Given that the draft proclamation has not been made public yet, it is not clear what provisions, if any, it has incorporated with a view to mitigate these risks. This said it should aim at striking a fine balance between openness and the protection of citizens. There are a number of key measures that may be taken in this regard. First and foremost, establishing a robust and transparent regulatory framework is vital. This framework should outline the conditions under which foreign ownership is allowed, such as restricting foreign ownership to certain zones or imposing minimum investment thresholds to deter speculative buyers; mandating that a percentage of foreign-funded projects cater to low- and middle-income Ethiopians; stipulating that land purchased must be used for development projects that benefit local communities; and encouraging joint ventures between foreign and Ethiopian firms to foster skills transfer and ensure locals retain a stake in developments. Furthermore, strengthening property registries and anti-corruption mechanisms is critical to prevent elite capture and ensure fair transactions. Finally, it is of the essence to undertake regular impact assessments to track whether the law is meeting its intended goals so that timely adjustments are made as needed.

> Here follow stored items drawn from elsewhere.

use std::collections::BTreeMap;

use regex::Regex;

use crate::data_formats::{LoginRequest, SignupRequest, UpdateDetailsRequest};
use crate::errors::RequestError;

const EMAIL_PATTERN: &str = r"^[^\s@]+@[^\s@]+\.[A-Za-z]{2,}$";
const EMPTY_FIELD: &str = "Field must not be empty";

fn is_empty(value: &str) -> bool {
    value.trim().is_empty()
}

fn is_email(value: &str) -> bool {
    Regex::new(EMAIL_PATTERN).unwrap().is_match(value)
}

/// Checked before any store access. All failing fields are reported at once.
pub fn validate_signup(request: &SignupRequest) -> Result<(), RequestError> {
    let mut errors = BTreeMap::new();

    if is_empty(&request.email) {
        errors.insert("email", EMPTY_FIELD.to_owned());
    } else if !is_email(&request.email) {
        errors.insert("email", "Field must be a valid email address".to_owned());
    }

    if is_empty(&request.password) {
        errors.insert("password", EMPTY_FIELD.to_owned());
    }
    if request.password != request.confirm_password {
        errors.insert("confirmPassword", "Both passwords must match".to_owned());
    }
    if is_empty(&request.handle) {
        errors.insert("handle", EMPTY_FIELD.to_owned());
    }

    if errors.is_empty() {
        Ok(())
    } else {
        Err(RequestError::Validation(errors))
    }
}

pub fn validate_login(request: &LoginRequest) -> Result<(), RequestError> {
    let mut errors = BTreeMap::new();

    if is_empty(&request.email) {
        errors.insert("email", EMPTY_FIELD.to_owned());
    }
    if is_empty(&request.password) {
        errors.insert("password", EMPTY_FIELD.to_owned());
    }

    if errors.is_empty() {
        Ok(())
    } else {
        Err(RequestError::Validation(errors))
    }
}

#[derive(Debug, Default)]
pub struct UserDetails {
    pub bio: Option<String>,
    pub website: Option<String>,
    pub location: Option<String>,
}

/// Trims the submitted profile fields and drops the empty ones so they do not
/// overwrite stored values. A website without a scheme gets `http://` in front
/// (http and not https, so sites without SSL still resolve).
pub fn reduce_user_details(request: UpdateDetailsRequest) -> UserDetails {
    let mut details = UserDetails::default();

    if let Some(bio) = request.bio.as_deref().filter(|b| !is_empty(b)) {
        details.bio = Some(bio.trim().to_owned());
    }
    if let Some(website) = request.website.as_deref().filter(|w| !is_empty(w)) {
        let website = website.trim();
        details.website = if website.starts_with("http") {
            Some(website.to_owned())
        } else {
            Some(format!("http://{website}"))
        };
    }
    if let Some(location) = request.location.as_deref().filter(|l| !is_empty(l)) {
        details.location = Some(location.trim().to_owned());
    }

    details
}

#[cfg(test)]
mod tests {
    use super::*;

    fn signup(email: &str, password: &str, confirm: &str, handle: &str) -> SignupRequest {
        SignupRequest {
            email: email.to_owned(),
            password: password.to_owned(),
            confirm_password: confirm.to_owned(),
            handle: handle.to_owned(),
        }
    }

    #[test]
    fn signup_accepts_valid_data() {
        assert!(validate_signup(&signup("ape@jungle.com", "secret", "secret", "ape")).is_ok());
    }

    #[test]
    fn signup_rejects_malformed_email() {
        let err = validate_signup(&signup("not-an-email", "secret", "secret", "ape"));
        match err {
            Err(RequestError::Validation(errors)) => {
                assert_eq!(
                    errors.get("email").map(String::as_str),
                    Some("Field must be a valid email address")
                );
            }
            other => panic!("expected validation error, got {other:?}"),
        }
    }

    #[test]
    fn signup_rejects_mismatched_passwords() {
        let err = validate_signup(&signup("ape@jungle.com", "secret", "other", "ape"));
        match err {
            Err(RequestError::Validation(errors)) => {
                assert!(errors.contains_key("confirmPassword"));
            }
            other => panic!("expected validation error, got {other:?}"),
        }
    }

    #[test]
    fn signup_reports_all_empty_fields() {
        let err = validate_signup(&signup("", "", "", " "));
        match err {
            Err(RequestError::Validation(errors)) => {
                assert!(errors.contains_key("email"));
                assert!(errors.contains_key("password"));
                assert!(errors.contains_key("handle"));
            }
            other => panic!("expected validation error, got {other:?}"),
        }
    }

    #[test]
    fn login_rejects_empty_fields() {
        let request = LoginRequest {
            email: String::new(),
            password: "secret".to_owned(),
        };
        assert!(validate_login(&request).is_err());
    }

    #[test]
    fn details_are_trimmed_and_empty_fields_dropped() {
        let details = reduce_user_details(UpdateDetailsRequest {
            bio: Some("  hello  ".to_owned()),
            website: Some("   ".to_owned()),
            location: None,
        });
        assert_eq!(details.bio.as_deref(), Some("hello"));
        assert!(details.website.is_none());
        assert!(details.location.is_none());
    }

    #[test]
    fn website_gets_http_prefix() {
        let details = reduce_user_details(UpdateDetailsRequest {
            bio: None,
            website: Some("jungle.com".to_owned()),
            location: None,
        });
        assert_eq!(details.website.as_deref(), Some("http://jungle.com"));

        let details = reduce_user_details(UpdateDetailsRequest {
            bio: None,
            website: Some("https://jungle.com".to_owned()),
            location: None,
        });
        assert_eq!(details.website.as_deref(), Some("https://jungle.com"));
    }
}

Opening immovable property ownership to foreigners reflects a bold and indeed risky bet on economic liberalization. However, it poses legitimate concerns that must be proactively addressed, thereby harnessing the benefits accruing from it offers while protecting the legitimate interests of Ethiopians. The coming parliamentary debate offers a crucial opportunity to refine the draft law—ensuring that the historic shift it introduces becomes a catalyst for shared prosperity, not division.